#### TASK
Below are the records; copy each line in which "exit" can be found.

#### Collection entries
····················
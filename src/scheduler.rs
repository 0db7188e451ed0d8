//! Parallel execution of the stale target set.
//!
//! A fixed pool of worker threads drains a single ready queue guarded by
//! a mutex and condvar. A target is enqueued only once every predecessor
//! reached a final state; a poison sentinel shuts the pool down, either
//! after the queue drains or immediately after the first failure.
//! In-flight child processes always run to completion.

use crate::cmd::{BuildCommand, CommandKind};
use crate::target::TargetId;
use std::collections::VecDeque;
use std::fmt;
use std::path::PathBuf;
use std::process::Command;
use std::sync::atomic::{AtomicUsize, Ordering};
use std::sync::{Condvar, Mutex};

/// The first build error, as reported to the user.
#[derive(Debug, Clone)]
pub struct BuildFailure {
    pub out_path: PathBuf,
    pub program: String,
    pub code: Option<i32>,
    pub stderr: String,
}

impl fmt::Display for BuildFailure {
    fn fmt(&self, f: &mut fmt::Formatter<'_>) -> fmt::Result {
        match self.code {
            Some(c) => write!(
                f,
                "'{}' failed building '{}' (exit status {c})",
                self.program,
                self.out_path.display()
            ),
            None => write!(
                f,
                "'{}' failed building '{}'",
                self.program,
                self.out_path.display()
            ),
        }
    }
}

#[derive(Debug, Default, Clone, PartialEq, Eq)]
pub struct BuildStats {
    pub compiled: usize,
    pub archived: usize,
    pub linked: usize,
    pub generated: usize,
}

impl BuildStats {
    fn bump(&mut self, kind: CommandKind) {
        match kind {
            CommandKind::Compile => self.compiled += 1,
            CommandKind::Archive => self.archived += 1,
            CommandKind::Link => self.linked += 1,
            CommandKind::Generate => self.generated += 1,
        }
    }

    pub fn total(&self) -> usize {
        self.compiled + self.archived + self.linked + self.generated
    }
}

/// Worker-to-driver notifications, delivered from worker threads.
pub enum Event<'a> {
    Started(&'a BuildCommand),
    /// Command succeeded; carries captured stderr (warnings) if any.
    Finished(&'a BuildCommand, Option<String>),
}

/// One schedulable node: a command plus its position in the stale
/// subgraph.
pub struct PlanNode {
    pub command: BuildCommand,
    /// Indices of plan nodes that consume this one.
    pub succs: Vec<usize>,
    /// Number of plan nodes this one waits for.
    pub preds: usize,
}

#[derive(Default)]
pub struct Plan {
    pub nodes: Vec<PlanNode>,
}

pub struct RunOutcome {
    /// Targets whose command ran and succeeded.
    pub rebuilt: Vec<TargetId>,
    pub stats: BuildStats,
    pub failure: Option<BuildFailure>,
}

enum WorkItem {
    Build(usize),
    Poison,
}

struct State {
    preds: Vec<usize>,
    remaining: usize,
    rebuilt: Vec<TargetId>,
    stats: BuildStats,
    failure: Option<BuildFailure>,
    shutdown: bool,
}

struct Shared {
    queue: Mutex<VecDeque<WorkItem>>,
    cond: Condvar,
    state: Mutex<State>,
}

impl Shared {
    fn push_ready(&self, item: WorkItem) {
        self.queue.lock().unwrap().push_back(item);
        self.cond.notify_one();
    }

    fn poison_all(&self, workers: usize) {
        let mut q = self.queue.lock().unwrap();
        for _ in 0..workers {
            q.push_back(WorkItem::Poison);
        }
        drop(q);
        self.cond.notify_all();
    }

    fn pop(&self) -> WorkItem {
        let mut q = self.queue.lock().unwrap();
        loop {
            if let Some(item) = q.pop_front() {
                return item;
            }
            q = self.cond.wait(q).unwrap();
        }
    }
}

/// Run the plan across `workers` threads. `remaining` is continuously
/// updated for the driver's progress display; `events` fires from worker
/// threads.
pub fn run<F>(plan: &Plan, workers: usize, remaining: &AtomicUsize, events: F) -> RunOutcome
where
    F: Fn(Event<'_>) + Sync,
{
    let workers = workers.max(1);
    let total = plan.nodes.len();
    remaining.store(total, Ordering::SeqCst);

    let shared = Shared {
        queue: Mutex::new(VecDeque::new()),
        cond: Condvar::new(),
        state: Mutex::new(State {
            preds: plan.nodes.iter().map(|n| n.preds).collect(),
            remaining: total,
            rebuilt: Vec::new(),
            stats: BuildStats::default(),
            failure: None,
            shutdown: false,
        }),
    };

    {
        let mut q = shared.queue.lock().unwrap();
        for (i, node) in plan.nodes.iter().enumerate() {
            if node.preds == 0 {
                q.push_back(WorkItem::Build(i));
            }
        }
        if total == 0 {
            for _ in 0..workers {
                q.push_back(WorkItem::Poison);
            }
        }
    }
    shared.cond.notify_all();

    std::thread::scope(|scope| {
        for _ in 0..workers {
            scope.spawn(|| worker_loop(plan, &shared, workers, remaining, &events));
        }
    });

    let state = shared.state.into_inner().unwrap();
    RunOutcome {
        rebuilt: state.rebuilt,
        stats: state.stats,
        failure: state.failure,
    }
}

fn worker_loop<F>(
    plan: &Plan,
    shared: &Shared,
    workers: usize,
    remaining: &AtomicUsize,
    events: &F,
) where
    F: Fn(Event<'_>) + Sync,
{
    loop {
        let index = match shared.pop() {
            WorkItem::Poison => return,
            WorkItem::Build(i) => i,
        };
        let node = &plan.nodes[index];
        events(Event::Started(&node.command));

        match spawn_command(&node.command) {
            Ok(warnings) => {
                events(Event::Finished(&node.command, warnings));
                let mut state = shared.state.lock().unwrap();
                if state.shutdown {
                    // A failure elsewhere already stopped the run; this
                    // result is kept but nothing new is enqueued.
                    state.rebuilt.push(node.command.target);
                    state.stats.bump(node.command.kind);
                    continue;
                }
                state.rebuilt.push(node.command.target);
                state.stats.bump(node.command.kind);
                state.remaining -= 1;
                remaining.store(state.remaining, Ordering::SeqCst);
                let mut ready = Vec::new();
                for &succ in &node.succs {
                    state.preds[succ] -= 1;
                    if state.preds[succ] == 0 {
                        ready.push(succ);
                    }
                }
                let drained = state.remaining == 0;
                drop(state);
                for succ in ready {
                    shared.push_ready(WorkItem::Build(succ));
                }
                if drained {
                    shared.poison_all(workers);
                }
            }
            Err(failure) => {
                let mut state = shared.state.lock().unwrap();
                if state.failure.is_none() {
                    state.failure = Some(failure);
                }
                state.shutdown = true;
                drop(state);
                shared.poison_all(workers);
            }
        }
    }
}

/// Spawn the command, capture both streams, and map a non-zero exit to a
/// failure. Returns captured stderr on success so warnings surface.
fn spawn_command(command: &BuildCommand) -> Result<Option<String>, BuildFailure> {
    let output = Command::new(command.program())
        .args(&command.argv[1..])
        .output()
        .map_err(|e| BuildFailure {
            out_path: command.out_path.clone(),
            program: command.program().to_string(),
            code: None,
            stderr: e.to_string(),
        })?;
    let stderr = String::from_utf8_lossy(&output.stderr).into_owned();
    if output.status.success() {
        Ok((!stderr.trim().is_empty()).then_some(stderr))
    } else {
        Err(BuildFailure {
            out_path: command.out_path.clone(),
            program: command.program().to_string(),
            code: output.status.code(),
            stderr,
        })
    }
}
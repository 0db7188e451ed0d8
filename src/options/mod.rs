//! Typed model of compiler, assembler and linker flags.
//!
//! Every flag the orchestrator passes to a tool is an [`Opt`] value: parsing
//! happens once, up front, and the rest of the system deals in typed values
//! with field-wise equality. Rendering back to argv tokens is deterministic,
//! so two runs over identical inputs produce identical command lines.

mod parse;
mod set;

pub use parse::parse;
pub use set::{OptionGroup, OptionSet};

use serde::{Deserialize, Serialize};
use std::fmt;
use std::str::FromStr;

/// Build flavor, pinned for the whole invocation.
#[derive(Debug, Clone, Copy, PartialEq, Eq, Hash, PartialOrd, Ord, Serialize, Deserialize)]
pub enum BuildType {
    Debug,
    Optimized,
    Release,
}

impl BuildType {
    /// Suffix embedded in artifact file names so flavors coexist.
    pub fn suffix(&self) -> &'static str {
        match self {
            BuildType::Debug => "debug",
            BuildType::Optimized => "opt",
            BuildType::Release => "release",
        }
    }
}

impl FromStr for BuildType {
    type Err = anyhow::Error;

    fn from_str(s: &str) -> Result<Self, Self::Err> {
        match s {
            "debug" => Ok(BuildType::Debug),
            "optimized" | "opt" => Ok(BuildType::Optimized),
            "release" => Ok(BuildType::Release),
            other => Err(anyhow::anyhow!("unknown build type '{other}'")),
        }
    }
}

impl fmt::Display for BuildType {
    fn fmt(&self, f: &mut fmt::Formatter<'_>) -> fmt::Result {
        f.write_str(self.suffix())
    }
}

/// How libraries are produced and consumed.
#[derive(Debug, Clone, Copy, PartialEq, Eq, Hash, PartialOrd, Ord, Serialize, Deserialize)]
pub enum LinkType {
    Static,
    Dynamic,
}

impl LinkType {
    pub fn suffix(&self) -> &'static str {
        match self {
            LinkType::Static => "static",
            LinkType::Dynamic => "dyn",
        }
    }
}

impl FromStr for LinkType {
    type Err = anyhow::Error;

    fn from_str(s: &str) -> Result<Self, Self::Err> {
        match s {
            "static" => Ok(LinkType::Static),
            "dynamic" | "dyn" => Ok(LinkType::Dynamic),
            other => Err(anyhow::anyhow!("unknown link type '{other}'")),
        }
    }
}

impl fmt::Display for LinkType {
    fn fmt(&self, f: &mut fmt::Formatter<'_>) -> fmt::Result {
        f.write_str(self.suffix())
    }
}

/// The tool invocation an [`OptionSet`] feeds.
#[derive(Debug, Clone, Copy, PartialEq, Eq, Hash, PartialOrd, Ord, Serialize, Deserialize)]
pub enum Processor {
    /// Preprocessor flags, shared by every compile step.
    Cpp,
    /// C compile step.
    Cc,
    /// C++ compile step.
    Cxx,
    /// Assembler step.
    As,
    /// Library link driven by the C compiler.
    LdCcLib,
    /// Library link driven by the C++ compiler.
    LdCxxLib,
    /// Executable link driven by the C compiler.
    LdCcExec,
    /// Executable link driven by the C++ compiler.
    LdCxxExec,
}

impl Processor {
    pub const ALL: [Processor; 8] = [
        Processor::Cpp,
        Processor::Cc,
        Processor::Cxx,
        Processor::As,
        Processor::LdCcLib,
        Processor::LdCxxLib,
        Processor::LdCcExec,
        Processor::LdCxxExec,
    ];

    pub fn is_linker(&self) -> bool {
        matches!(
            self,
            Processor::LdCcLib | Processor::LdCxxLib | Processor::LdCcExec | Processor::LdCxxExec
        )
    }

    /// Store key for this set in the persistent cache header.
    pub fn store_key(&self) -> &'static str {
        match self {
            Processor::Cpp => "opt_cpp",
            Processor::Cc => "opt_compile_cc",
            Processor::Cxx => "opt_compile_cxx",
            Processor::As => "opt_asm",
            Processor::LdCcLib => "opt_link_cc_lib",
            Processor::LdCxxLib => "opt_link_cxx_lib",
            Processor::LdCcExec => "opt_link_cc_exe",
            Processor::LdCxxExec => "opt_link_cxx_exe",
        }
    }
}

impl fmt::Display for Processor {
    fn fmt(&self, f: &mut fmt::Formatter<'_>) -> fmt::Result {
        f.write_str(self.store_key())
    }
}

/// Which tool a flag belongs to.
#[derive(Debug, Clone, Copy, PartialEq, Eq, Hash, Serialize, Deserialize)]
pub enum OptKind {
    Preprocessor,
    Assembler,
    Compiler,
    Linker,
    Other,
}

/// Whether a flag carries a parameter.
#[derive(Debug, Clone, Copy, PartialEq, Eq, Hash, Serialize, Deserialize)]
pub enum ParamKind {
    None,
    Required,
    Optional,
}

/// How the parameter attaches to the flag name.
#[derive(Debug, Clone, Copy, PartialEq, Eq, Hash, Serialize, Deserialize)]
pub enum Sep {
    /// Glued on: `-DFOO=1`, `-Wall`, `-O2`.
    None,
    /// Joined with `=`: `-std=c11`.
    Equals,
    /// Separate token: `--param k=v`, `-install_name n`.
    Space,
}

/// One flag, as a value object. Equality and hash cover every field; the
/// persistent cache relies on that to detect option changes.
#[derive(Debug, Clone, PartialEq, Eq, Hash, Serialize, Deserialize)]
pub struct Opt {
    /// Flag name including leading hyphens (`-D`, `-W`, `-std`, `-Wl,-rpath`).
    pub name: String,
    pub kind: OptKind,
    pub param_kind: ParamKind,
    /// Raw parameter text (for `-W` options the warning name, possibly
    /// with a `=value` tail; never includes a `no-` prefix).
    pub param: Option<String>,
    /// A `no-` segment was present (`-Wno-shadow`).
    pub negated: bool,
    pub sep: Sep,
    /// Key half of a `k=v` parameter.
    pub key: Option<String>,
    /// Value half of a `k=v` parameter.
    pub value: Option<String>,
}

impl Opt {
    fn build(name: &str, kind: OptKind, param_kind: ParamKind, sep: Sep) -> Opt {
        Opt {
            name: name.to_string(),
            kind,
            param_kind,
            param: None,
            negated: false,
            sep,
            key: None,
            value: None,
        }
    }

    fn with_param(mut self, param: &str) -> Opt {
        if let Some((k, v)) = param.split_once('=') {
            self.key = Some(k.to_string());
            self.value = Some(v.to_string());
        }
        self.param = Some(param.to_string());
        self
    }

    /// `-D<sym>[=<val>]`
    pub fn define(param: &str) -> Opt {
        Opt::build("-D", OptKind::Preprocessor, ParamKind::Required, Sep::None).with_param(param)
    }

    /// `-U<sym>`
    pub fn undefine(sym: &str) -> Opt {
        Opt::build("-U", OptKind::Preprocessor, ParamKind::Required, Sep::None).with_param(sym)
    }

    /// `-I<path>`
    pub fn include_dir(path: &str) -> Opt {
        Opt::build("-I", OptKind::Preprocessor, ParamKind::Required, Sep::None).with_param(path)
    }

    /// `-W<name>[=<val>]` / `-Wno-<name>`
    pub fn warning(param: &str, negated: bool) -> Opt {
        let mut o =
            Opt::build("-W", OptKind::Compiler, ParamKind::Required, Sep::None).with_param(param);
        o.negated = negated;
        o
    }

    /// `-Wa,<tok>` assembler pass-through.
    pub fn asm_passthrough(tok: &str) -> Opt {
        Opt::build("-Wa,", OptKind::Assembler, ParamKind::Required, Sep::None).with_param(tok)
    }

    /// `-Wl,<tok>` linker pass-through.
    pub fn linker_passthrough(tok: &str) -> Opt {
        Opt::build("-Wl,", OptKind::Linker, ParamKind::Required, Sep::None).with_param(tok)
    }

    /// `-Wl,-rpath -Wl,<path>`, one logical option rendered as two tokens.
    pub fn rpath(path: &str) -> Opt {
        Opt::build("-Wl,-rpath", OptKind::Linker, ParamKind::Required, Sep::Space).with_param(path)
    }

    /// `-Wl,-soname -Wl,<name>`, one logical option rendered as two tokens.
    pub fn soname(name: &str) -> Opt {
        Opt::build("-Wl,-soname", OptKind::Linker, ParamKind::Required, Sep::Space)
            .with_param(name)
    }

    /// `-f<name>`
    pub fn feature(name: &str) -> Opt {
        Opt::build("-f", OptKind::Compiler, ParamKind::Required, Sep::None).with_param(name)
    }

    /// `-m<param>`
    pub fn machine(param: &str) -> Opt {
        Opt::build("-m", OptKind::Compiler, ParamKind::Required, Sep::None).with_param(param)
    }

    /// `-std=<dialect>`
    pub fn dialect(dialect: &str) -> Opt {
        Opt::build("-std", OptKind::Compiler, ParamKind::Required, Sep::Equals).with_param(dialect)
    }

    /// `-O<level>`
    pub fn opt_level(level: &str) -> Opt {
        Opt::build("-O", OptKind::Compiler, ParamKind::Required, Sep::None).with_param(level)
    }

    /// `-g`
    pub fn debug_info() -> Opt {
        Opt::build("-g", OptKind::Compiler, ParamKind::None, Sep::None)
    }

    /// `-s`
    pub fn strip() -> Opt {
        Opt::build("-s", OptKind::Compiler, ParamKind::None, Sep::None)
    }

    /// `--param <key>=<val>`
    pub fn tuning(param: &str) -> Opt {
        Opt::build("--param", OptKind::Compiler, ParamKind::Required, Sep::Space).with_param(param)
    }

    /// Parameterless linker flag (`-shared`, `-static`, `-nostdlib`, ...).
    pub fn linker_flag(name: &str) -> Opt {
        Opt::build(name, OptKind::Linker, ParamKind::None, Sep::None)
    }

    /// Linker flag whose parameter is the next argv token
    /// (`-install_name`, `-framework`, ...).
    pub fn linker_named(name: &str, param: &str) -> Opt {
        Opt::build(name, OptKind::Linker, ParamKind::Required, Sep::Space).with_param(param)
    }

    /// `-l<lib>`
    pub fn lib(name: &str) -> Opt {
        Opt::build("-l", OptKind::Linker, ParamKind::Required, Sep::None).with_param(name)
    }

    /// `-L<dir>`
    pub fn lib_dir(dir: &str) -> Opt {
        Opt::build("-L", OptKind::Linker, ParamKind::Required, Sep::None).with_param(dir)
    }

    /// Argv tokens for this option. Most options render as one token;
    /// `Sep::Space` options contribute two.
    pub fn argv(&self) -> Vec<String> {
        let neg = if self.negated { "no-" } else { "" };
        match self.sep {
            Sep::None => {
                let param = self.param.as_deref().unwrap_or("");
                vec![format!("{}{}{}", self.name, neg, param)]
            }
            Sep::Equals => {
                let param = self.param.as_deref().unwrap_or("");
                vec![format!("{}={}", self.name, param)]
            }
            Sep::Space => {
                let param = self.param.as_deref().unwrap_or("");
                if self.name.starts_with("-Wl,") {
                    vec![self.name.clone(), format!("-Wl,{param}")]
                } else {
                    vec![self.name.clone(), param.to_string()]
                }
            }
        }
    }

    /// Deterministic textual form; `Sep::Space` options join their two
    /// tokens with a single space.
    pub fn render(&self) -> String {
        self.argv().join(" ")
    }

    /// Options the linker wants after the object-file list (`-L`, `-l`,
    /// raw pass-throughs). Everything else goes before it.
    pub fn is_post_link(&self) -> bool {
        self.name == "-l" || self.name == "-L" || self.name.starts_with("-Wl,")
    }
}

impl fmt::Display for Opt {
    fn fmt(&self, f: &mut fmt::Formatter<'_>) -> fmt::Result {
        f.write_str(&self.render())
    }
}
····················
#### COMPLETED TASK
                "'{}' failed building '{}' (exit status {c})",
/// Spawn the command, capture both streams, and map a non-zero exit to a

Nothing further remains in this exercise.